The Co-operative Motor Group
- Company type: Business of a consumer co-operative
- Industry: Retail
- Founded: 2005
- Defunct: 2015
- Products: Car dealership
- Parent: The Co-operative Group

= The Co-operative Motor Group =

The Co-operative Motor Group was the trading name of Co-operative Group Motors Limited, a wholly owned subsidiary of The Co-operative Group. Farnell Land Rover was the trading name of Albert Farnell Limited, a sister company. Both head offices were in Media House, Bradford.

==History==
In June 2005, the Society sold Priory Motor Group, its motor car dealership business. Reg Vardy purchased the majority of dealerships in the North East region. In October 2009, however, following merger with United Co-operatives, The Co-operative Group inherited Sunwin Motors, which it rebranded as The Co-operative Motor Group.

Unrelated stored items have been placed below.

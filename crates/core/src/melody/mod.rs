use std::path::{Path, PathBuf};

use serde::{Deserialize, Serialize};

use crate::{
    analysis::{Semitone, NO_PITCH},
    PitchStream, PracticeError, Result,
};

/// One note of the target melody, active over `[start_ms, end_ms)`.
#[derive(Debug, Clone, PartialEq, Serialize, Deserialize)]
#[serde(rename_all = "camelCase")]
pub struct MelodyNote {
    pub start_ms: f64,
    pub end_ms: f64,
    pub pitch: Semitone,
    #[serde(default, skip_serializing_if = "Option::is_none")]
    pub frequency: Option<f32>,
    #[serde(default, skip_serializing_if = "Option::is_none", alias = "noteName")]
    pub name: Option<String>,
}

impl MelodyNote {
    pub fn new(start_ms: f64, end_ms: f64, pitch: Semitone) -> Self {
        Self {
            start_ms,
            end_ms,
            pitch,
            frequency: None,
            name: None,
        }
    }

    pub fn contains(&self, time_ms: f64) -> bool {
        time_ms >= self.start_ms && time_ms < self.end_ms
    }
}

#[derive(Debug, Clone, PartialEq, Serialize, Deserialize)]
#[serde(rename_all = "camelCase")]
pub struct LyricEntry {
    pub time_ms: f64,
    pub text: String,
}

impl LyricEntry {
    pub fn new(time_ms: f64, text: impl Into<String>) -> Self {
        Self {
            time_ms,
            text: text.into(),
        }
    }
}

/// Everything the engine knows about one song. Built once per load and
/// replaced wholesale on reload.
#[derive(Debug, Clone, PartialEq, Serialize, Deserialize)]
#[serde(rename_all = "camelCase")]
pub struct MelodyData {
    pub song_id: String,
    pub total_duration_ms: f64,
    #[serde(default)]
    pub notes: Vec<MelodyNote>,
    #[serde(default)]
    pub lyrics: Vec<LyricEntry>,
    #[serde(default, skip_serializing_if = "Option::is_none")]
    pub bpm: Option<f64>,
    #[serde(default, skip_serializing_if = "Option::is_none")]
    pub key: Option<String>,
    #[serde(default, skip_serializing_if = "Option::is_none")]
    pub track_name: Option<String>,
}

impl MelodyData {
    pub fn new(song_id: impl Into<String>, total_duration_ms: f64, notes: Vec<MelodyNote>) -> Self {
        Self {
            song_id: song_id.into(),
            total_duration_ms,
            notes,
            lyrics: Vec::new(),
            bpm: None,
            key: None,
            track_name: None,
        }
    }

    pub fn with_lyrics(mut self, lyrics: Vec<LyricEntry>) -> Self {
        self.lyrics = lyrics;
        self
    }

    pub fn with_bpm(mut self, bpm: f64) -> Self {
        self.bpm = Some(bpm);
        self
    }

    pub fn from_json_str(json: &str) -> Result<Self> {
        let data: MelodyData = serde_json::from_str(json)
            .map_err(|e| PracticeError::DataLoad(format!("melody JSON: {e}")))?;
        data.normalised()
    }

    /// Validates the data and puts notes and lyrics in time order.
    pub fn normalised(mut self) -> Result<Self> {
        if !self.total_duration_ms.is_finite() || self.total_duration_ms < 0.0 {
            return Err(PracticeError::DataLoad(format!(
                "song `{}` has an invalid duration",
                self.song_id
            )));
        }
        if let Some(note) = self
            .notes
            .iter()
            .find(|note| !(note.start_ms.is_finite() && note.end_ms.is_finite()) || note.start_ms >= note.end_ms)
        {
            return Err(PracticeError::DataLoad(format!(
                "note at {}ms does not end after it starts",
                note.start_ms
            )));
        }
        self.notes.sort_by(|a, b| a.start_ms.total_cmp(&b.start_ms));
        self.lyrics.retain(|entry| !entry.text.trim().is_empty());
        self.lyrics.sort_by(|a, b| a.time_ms.total_cmp(&b.time_ms));
        if self.bpm.is_some_and(|bpm| !(bpm.is_finite() && bpm > 0.0)) {
            self.bpm = None;
        }
        Ok(self)
    }

    /// `(lowest, highest)` melody pitch, or `None` without notes.
    pub fn pitch_bounds(&self) -> Option<(Semitone, Semitone)> {
        let low = self.notes.iter().map(|note| note.pitch).min()?;
        let high = self.notes.iter().map(|note| note.pitch).max()?;
        Some((low, high))
    }

    pub fn target_at(&self, time_ms: f64) -> Option<Semitone> {
        target_pitch_at(&self.notes, time_ms)
    }

    pub fn lyric_lines_at(&self, time_ms: f64) -> LyricLines<'_> {
        lyric_lines_at(&self.lyrics, time_ms)
    }
}

/// Pitch of the first note in sequence order covering `time_ms`.
pub fn target_pitch_at(notes: &[MelodyNote], time_ms: f64) -> Option<Semitone> {
    notes
        .iter()
        .find(|note| note.contains(time_ms))
        .map(|note| note.pitch)
}

/// A sung semitone matches when it lies within one semitone of an existing
/// target. Silence never matches.
pub fn is_match(sung: Semitone, target: Option<Semitone>) -> bool {
    match target {
        Some(target) => sung != NO_PITCH && (sung - target).abs() <= 1,
        None => false,
    }
}

/// The three lyric lines shown around a position.
#[derive(Debug, Clone, Copy, PartialEq, Default, Serialize)]
pub struct LyricLines<'a> {
    pub previous: Option<&'a LyricEntry>,
    pub current: Option<&'a LyricEntry>,
    pub next: Option<&'a LyricEntry>,
}

/// Resolves the current line as the last entry starting at or before
/// `time_ms`. Before the first entry only `next` is set.
pub fn lyric_lines_at(lyrics: &[LyricEntry], time_ms: f64) -> LyricLines<'_> {
    let started = lyrics.partition_point(|entry| entry.time_ms <= time_ms);
    match started.checked_sub(1) {
        Some(index) => LyricLines {
            previous: index.checked_sub(1).and_then(|i| lyrics.get(i)),
            current: lyrics.get(index),
            next: lyrics.get(index + 1),
        },
        None => LyricLines {
            previous: None,
            current: None,
            next: lyrics.first(),
        },
    }
}

#[derive(Debug, Deserialize)]
struct RawLyric {
    time: f64,
    lyric: String,
}

/// Parses the `[{ "time": seconds, "lyric": text }]` lyrics format. Blank
/// lines are dropped and entries are returned in time order.
pub fn parse_lyrics_json(json: &str) -> Result<Vec<LyricEntry>> {
    let raw: Vec<RawLyric> = serde_json::from_str(json)
        .map_err(|e| PracticeError::DataLoad(format!("lyrics JSON: {e}")))?;
    let mut entries: Vec<LyricEntry> = raw
        .into_iter()
        .filter(|entry| !entry.lyric.trim().is_empty())
        .map(|entry| LyricEntry::new(entry.time * 1000.0, entry.lyric))
        .collect();
    entries.sort_by(|a, b| a.time_ms.total_cmp(&b.time_ms));
    Ok(entries)
}

/// Source of [`MelodyData`]. Failures must be descriptive; the session will
/// not start practicing without a successful load.
pub trait MelodyProvider {
    fn load(&self) -> Result<MelodyData>;
}

/// Melody JSON on disk with an optional separate lyrics file.
#[derive(Debug, Clone)]
pub struct JsonMelodyFile {
    melody: PathBuf,
    lyrics: Option<PathBuf>,
}

impl JsonMelodyFile {
    pub fn new(melody: impl Into<PathBuf>) -> Self {
        Self {
            melody: melody.into(),
            lyrics: None,
        }
    }

    pub fn with_lyrics(mut self, lyrics: impl Into<PathBuf>) -> Self {
        self.lyrics = Some(lyrics.into());
        self
    }
}

impl MelodyProvider for JsonMelodyFile {
    fn load(&self) -> Result<MelodyData> {
        let mut data = MelodyData::from_json_str(&read_song_file(&self.melody)?)?;
        if let Some(lyrics) = &self.lyrics {
            data.lyrics = parse_lyrics_json(&read_song_file(lyrics)?)?;
        }
        tracing::debug!(
            song = %data.song_id,
            notes = data.notes.len(),
            lyrics = data.lyrics.len(),
            "melody loaded"
        );
        Ok(data)
    }
}

impl MelodyProvider for MelodyData {
    fn load(&self) -> Result<MelodyData> {
        self.clone().normalised()
    }
}

fn read_song_file(path: &Path) -> Result<String> {
    std::fs::read_to_string(path)
        .map_err(|e| PracticeError::DataLoad(format!("{}: {e}", path.display())))
}

/// Tick counts for a take, judged with [`is_match`] only.
#[derive(Debug, Clone, Copy, PartialEq, Default, Serialize)]
pub struct TakeSummary {
    pub ticks: usize,
    pub voiced: usize,
    pub targeted: usize,
    pub matched: usize,
}

impl TakeSummary {
    pub fn from_stream(stream: &PitchStream, melody: &MelodyData) -> Self {
        let mut summary = TakeSummary {
            ticks: stream.len(),
            ..Default::default()
        };
        for (index, &sung) in stream.as_slice().iter().enumerate() {
            let target = melody.target_at(stream.time_of(index));
            if sung != NO_PITCH {
                summary.voiced += 1;
            }
            if target.is_some() {
                summary.targeted += 1;
            }
            if is_match(sung, target) {
                summary.matched += 1;
            }
        }
        summary
    }

    /// Matched share of the ticks that had a target.
    pub fn match_ratio(&self) -> f64 {
        if self.targeted == 0 {
            0.0
        } else {
            self.matched as f64 / self.targeted as f64
        }
    }
}
use crate::session::SessionState;

/// Result alias that carries the custom [`PracticeError`] type.
pub type Result<T> = std::result::Result<T, PracticeError>;

/// Common error type for the core crate.
#[derive(Debug, thiserror::Error)]
pub enum PracticeError {
    /// Free-form message for failures that have no dedicated variant.
    #[error("{0}")]
    Message(String),
    /// Wrapper around standard IO errors.
    #[error("{0}")]
    Io(#[from] std::io::Error),
    #[error("invalid JSON: {0}")]
    Json(#[from] serde_json::Error),
    #[error("wav error: {0}")]
    Wav(#[from] hound::Error),
    #[error("fft failure: {0}")]
    Fft(#[from] realfft::FftError),
    #[error("invalid input: {0}")]
    InvalidInput(&'static str),
    /// The user or the platform refused access to the microphone.
    #[error("microphone access denied: {0}")]
    DeviceDenied(String),
    /// No usable capture device is present.
    #[error("microphone unavailable: {0}")]
    DeviceUnavailable(String),
    /// Melody or lyric data could not be fetched or parsed.
    #[error("failed to load song data: {0}")]
    DataLoad(String),
    #[error("no melody data loaded")]
    NotLoaded,
    #[error("cannot {action} while {state}")]
    InvalidState {
        action: &'static str,
        state: SessionState,
    },
}

impl PracticeError {
    /// Creates a new error that simply wraps the provided message.
    pub fn msg<T: Into<String>>(msg: T) -> Self {
        Self::Message(msg.into())
    }

    /// True for failures the user can fix by granting or connecting a
    /// microphone.
    pub fn is_device_error(&self) -> bool {
        matches!(self, Self::DeviceDenied(_) | Self::DeviceUnavailable(_))
    }
}

impl From<&str> for PracticeError {
    fn from(value: &str) -> Self {
        Self::msg(value)
    }
}

impl From<String> for PracticeError {
    fn from(value: String) -> Self {
        Self::Message(value)
    }
}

===Central England Co-operative===
In May 2013, following the disposal of Albert Farnell and its last remaining dealerships, The Co-operative Motor Group ceased trading. However, Central England Co-operative continued to operate dealerships, in Lincoln (formerly Advantage Motor Group) and Loughborough (Empress Road Garage Services) under The Co-operative Motor Group name. This was until they were sold in 2015.